### Saved entries
────────────────

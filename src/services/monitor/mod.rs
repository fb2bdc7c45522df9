//! Geofence monitor - single owner of region and event state
//!
//! The Monitor is the central processor. It owns:
//! - the region registry (what is monitored)
//! - the event log (what happened)
//! - the position tracker (where the device is)
//!
//! Location signals and region commands arrive on bounded channels and are
//! handled one at a time by `run`, so no two mutations ever interleave.

mod handlers;

use crate::domain::types::{GeoRegion, Position, RegionId};
use crate::infra::config::Config;
use crate::infra::metrics::Metrics;
use crate::io::location::{LocationSignal, LocationSource};
use crate::io::render::RenderSink;
use crate::services::event_log::{EventLog, EventLogReader};
use crate::services::position::{AuthorizationState, PositionTracker};
use crate::services::registry::{RegionRegistry, RegistryError, RegistryView};
use std::sync::Arc;
use std::time::Instant;
use thiserror::Error;
use tokio::sync::{mpsc, oneshot, watch};
use tracing::info;

/// Region management request from another task
#[derive(Debug)]
pub enum MonitorCommand {
    AddRegion { region: GeoRegion, reply: oneshot::Sender<Result<(), RegistryError>> },
    RemoveRegion { id: RegionId, reply: oneshot::Sender<Result<(), RegistryError>> },
}

/// Failure of a command sent through a `MonitorHandle`
#[derive(Debug, Clone, PartialEq, Error)]
pub enum CommandError {
    #[error(transparent)]
    Registry(#[from] RegistryError),
    #[error("monitor is not running")]
    MonitorStopped,
}

/// Cloneable handle for submitting region commands to the monitor
#[derive(Clone)]
pub struct MonitorHandle {
    tx: mpsc::Sender<MonitorCommand>,
}

impl MonitorHandle {
    /// Create a command channel
    ///
    /// Returns the handle (for producers) and the receiver (for `Monitor::run`)
    pub fn channel(buffer_size: usize) -> (Self, mpsc::Receiver<MonitorCommand>) {
        let (tx, rx) = mpsc::channel(buffer_size);
        (Self { tx }, rx)
    }

    pub async fn add_region(&self, region: GeoRegion) -> Result<(), CommandError> {
        let (reply, rx) = oneshot::channel();
        self.tx
            .send(MonitorCommand::AddRegion { region, reply })
            .await
            .map_err(|_| CommandError::MonitorStopped)?;
        Ok(rx.await.map_err(|_| CommandError::MonitorStopped)??)
    }

    pub async fn remove_region(&self, id: RegionId) -> Result<(), CommandError> {
        let (reply, rx) = oneshot::channel();
        self.tx
            .send(MonitorCommand::RemoveRegion { id, reply })
            .await
            .map_err(|_| CommandError::MonitorStopped)?;
        Ok(rx.await.map_err(|_| CommandError::MonitorStopped)??)
    }
}

/// Central processor for location signals and region commands
pub struct Monitor {
    /// Monitored regions
    pub(crate) registry: RegionRegistry,
    /// Recorded transitions and failures
    pub(crate) log: EventLog,
    /// Latest fix and authorization state
    pub(crate) position: PositionTracker,
    /// Platform location service
    pub(crate) source: Arc<dyn LocationSource>,
    /// Map drawing collaborator
    pub(crate) render: Arc<dyn RenderSink>,
    pub(crate) metrics: Arc<Metrics>,
}

impl Monitor {
    pub fn new(
        config: &Config,
        source: Arc<dyn LocationSource>,
        render: Arc<dyn RenderSink>,
        metrics: Arc<Metrics>,
    ) -> Self {
        Self {
            registry: RegionRegistry::new(config.capacity(), source.clone()),
            log: EventLog::new(),
            position: PositionTracker::new(render.clone(), config.follow_zoom()),
            source,
            render,
            metrics,
        }
    }

    /// Check authorization and begin location delivery if allowed
    pub fn start(&mut self) {
        let status = self.source.authorization_status();
        info!(status = %status.as_str(), "monitor_starting");

        match self.position.on_authorization_status(status) {
            AuthorizationState::Unrequested => {
                self.source.request_authorization();
                self.position.mark_requested();
                info!("authorization_requested");
            }
            AuthorizationState::Granted => self.begin_monitoring(),
            AuthorizationState::Denied => self.warn_denied(),
            _ => {}
        }
    }

    /// Consume signals and commands until shutdown or the signal channel closes
    ///
    /// Queued signals are drained before the next command, so a removal never
    /// cancels a transition that was delivered ahead of it.
    pub async fn run(
        &mut self,
        mut signal_rx: mpsc::Receiver<LocationSignal>,
        mut command_rx: mpsc::Receiver<MonitorCommand>,
        mut shutdown: watch::Receiver<bool>,
    ) {
        let mut commands_open = true;

        loop {
            tokio::select! {
                biased;

                signal = signal_rx.recv() => {
                    match signal {
                        Some(s) => self.process_signal(s),
                        None => break, // Channel closed
                    }
                }
                cmd = command_rx.recv(), if commands_open => {
                    match cmd {
                        Some(c) => self.process_command(c),
                        None => commands_open = false,
                    }
                }
                _ = shutdown.changed() => {
                    if *shutdown.borrow() {
                        break;
                    }
                }
            }
        }

        info!(events = %self.log.count(), regions = %self.registry.len(), "monitor_stopped");
    }

    /// Process a single location signal, dispatching to the appropriate handler
    pub fn process_signal(&mut self, signal: LocationSignal) {
        let process_start = Instant::now();

        match signal {
            LocationSignal::Position(position) => self.on_position_update(position),
            LocationSignal::Entered { region_id, ts } => self.on_enter(region_id, ts),
            LocationSignal::Exited { region_id, ts } => self.on_exit(region_id, ts),
            LocationSignal::MonitoringFailed { region_id, error, ts } => {
                self.on_monitoring_failure(region_id, error, ts)
            }
            LocationSignal::AuthorizationChanged(status) => self.on_authorization_changed(status),
            LocationSignal::LocationError { error } => self.on_location_error(&error),
        }

        // Record processing latency (lock-free)
        let latency_us = process_start.elapsed().as_micros() as u64;
        self.metrics.record_signal_processed(latency_us);
    }

    /// Process a region command and send the result back
    pub fn process_command(&mut self, cmd: MonitorCommand) {
        match cmd {
            MonitorCommand::AddRegion { region, reply } => {
                let _ = reply.send(self.add_region(region));
            }
            MonitorCommand::RemoveRegion { id, reply } => {
                let _ = reply.send(self.remove_region(&id));
            }
        }
    }

    pub fn registry_view(&self) -> RegistryView {
        self.registry.view()
    }

    pub fn log_reader(&self) -> EventLogReader {
        self.log.reader()
    }

    pub fn subscribe_position(&self) -> watch::Receiver<Option<Position>> {
        self.position.subscribe()
    }

    pub fn current_position(&self) -> Option<Position> {
        self.position.current()
    }

    pub fn authorization(&self) -> AuthorizationState {
        self.position.authorization()
    }
}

────────────────

Extract every line above containing the word "info".

### Exercise response
use tracing::info;
        info!(status = %status.as_str(), "monitor_starting");
                info!("authorization_requested");
        info!(events = %self.log.count(), regions = %self.registry.len(), "monitor_stopped");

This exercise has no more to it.